> [Work order]
Set down word for word each line from the start of the listing through the line that contains "pub fn seen_count(&self)", both included.

[Records to process — start]

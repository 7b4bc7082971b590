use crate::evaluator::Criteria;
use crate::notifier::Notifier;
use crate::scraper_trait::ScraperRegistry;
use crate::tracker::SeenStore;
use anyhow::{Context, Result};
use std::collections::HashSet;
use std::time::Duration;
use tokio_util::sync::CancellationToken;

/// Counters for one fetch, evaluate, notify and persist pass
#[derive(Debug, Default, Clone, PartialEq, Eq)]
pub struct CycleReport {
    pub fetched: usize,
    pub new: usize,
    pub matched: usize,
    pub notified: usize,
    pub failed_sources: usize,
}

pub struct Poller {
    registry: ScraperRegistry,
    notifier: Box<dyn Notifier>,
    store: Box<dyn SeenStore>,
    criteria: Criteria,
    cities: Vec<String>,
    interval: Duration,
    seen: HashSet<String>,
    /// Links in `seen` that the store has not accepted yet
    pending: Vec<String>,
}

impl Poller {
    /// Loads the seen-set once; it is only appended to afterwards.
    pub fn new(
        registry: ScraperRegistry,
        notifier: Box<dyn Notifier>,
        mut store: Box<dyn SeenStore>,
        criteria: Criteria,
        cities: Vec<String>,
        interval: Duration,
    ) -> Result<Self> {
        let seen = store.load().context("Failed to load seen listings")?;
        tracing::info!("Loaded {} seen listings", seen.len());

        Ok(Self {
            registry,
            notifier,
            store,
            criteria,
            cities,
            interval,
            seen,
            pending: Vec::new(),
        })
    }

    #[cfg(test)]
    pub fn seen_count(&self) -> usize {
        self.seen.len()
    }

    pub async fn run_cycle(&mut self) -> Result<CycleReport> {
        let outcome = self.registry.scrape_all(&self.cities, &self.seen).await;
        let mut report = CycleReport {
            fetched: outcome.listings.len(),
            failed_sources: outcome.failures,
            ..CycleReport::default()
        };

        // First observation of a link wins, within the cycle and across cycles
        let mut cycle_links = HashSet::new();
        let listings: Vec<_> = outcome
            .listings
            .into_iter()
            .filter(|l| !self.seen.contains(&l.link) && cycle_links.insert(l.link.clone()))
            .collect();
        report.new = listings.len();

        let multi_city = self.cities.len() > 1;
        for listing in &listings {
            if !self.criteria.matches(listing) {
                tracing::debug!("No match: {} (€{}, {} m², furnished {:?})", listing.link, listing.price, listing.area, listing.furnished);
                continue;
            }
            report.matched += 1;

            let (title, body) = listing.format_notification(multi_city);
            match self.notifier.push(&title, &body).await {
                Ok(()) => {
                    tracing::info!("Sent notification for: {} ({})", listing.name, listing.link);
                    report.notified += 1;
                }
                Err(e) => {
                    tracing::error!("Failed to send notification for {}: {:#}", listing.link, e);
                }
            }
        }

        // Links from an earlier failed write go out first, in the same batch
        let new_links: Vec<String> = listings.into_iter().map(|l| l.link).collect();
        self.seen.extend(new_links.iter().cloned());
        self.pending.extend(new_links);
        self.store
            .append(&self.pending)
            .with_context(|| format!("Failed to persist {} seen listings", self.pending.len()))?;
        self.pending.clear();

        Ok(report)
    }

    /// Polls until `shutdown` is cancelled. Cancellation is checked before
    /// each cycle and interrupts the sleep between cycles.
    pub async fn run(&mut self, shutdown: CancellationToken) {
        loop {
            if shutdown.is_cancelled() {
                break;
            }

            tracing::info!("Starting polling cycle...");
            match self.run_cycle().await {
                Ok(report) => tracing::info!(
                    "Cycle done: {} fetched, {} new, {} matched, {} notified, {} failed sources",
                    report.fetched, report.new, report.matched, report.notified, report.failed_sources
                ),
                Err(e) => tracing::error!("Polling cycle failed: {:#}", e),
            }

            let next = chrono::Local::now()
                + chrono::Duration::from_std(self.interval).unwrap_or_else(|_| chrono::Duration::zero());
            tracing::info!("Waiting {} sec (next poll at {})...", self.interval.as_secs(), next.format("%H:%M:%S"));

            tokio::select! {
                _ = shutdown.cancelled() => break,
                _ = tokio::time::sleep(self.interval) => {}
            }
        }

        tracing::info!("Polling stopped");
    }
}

[Records to process — finish]

> [Result]
repository 7b4bc7082971b590
use crate::evaluator::Criteria;
use crate::notifier::Notifier;
use crate::scraper_trait::ScraperRegistry;
use crate::tracker::SeenStore;
use anyhow::{Context, Result};
use std::collections::HashSet;
use std::time::Duration;
use tokio_util::sync::CancellationToken;

/// Counters for one fetch, evaluate, notify and persist pass
#[derive(Debug, Default, Clone, PartialEq, Eq)]
pub struct CycleReport {
    pub fetched: usize,
    pub new: usize,
    pub matched: usize,
    pub notified: usize,
    pub failed_sources: usize,
}

pub struct Poller {
    registry: ScraperRegistry,
    notifier: Box<dyn Notifier>,
    store: Box<dyn SeenStore>,
    criteria: Criteria,
    cities: Vec<String>,
    interval: Duration,
    seen: HashSet<String>,
    /// Links in `seen` that the store has not accepted yet
    pending: Vec<String>,
}

impl Poller {
    /// Loads the seen-set once; it is only appended to afterwards.
    pub fn new(
        registry: ScraperRegistry,
        notifier: Box<dyn Notifier>,
        mut store: Box<dyn SeenStore>,
        criteria: Criteria,
        cities: Vec<String>,
        interval: Duration,
    ) -> Result<Self> {
        let seen = store.load().context("Failed to load seen listings")?;
        tracing::info!("Loaded {} seen listings", seen.len());

        Ok(Self {
            registry,
            notifier,
            store,
            criteria,
            cities,
            interval,
            seen,
            pending: Vec::new(),
        })
    }

    #[cfg(test)]
    pub fn seen_count(&self) -> usize {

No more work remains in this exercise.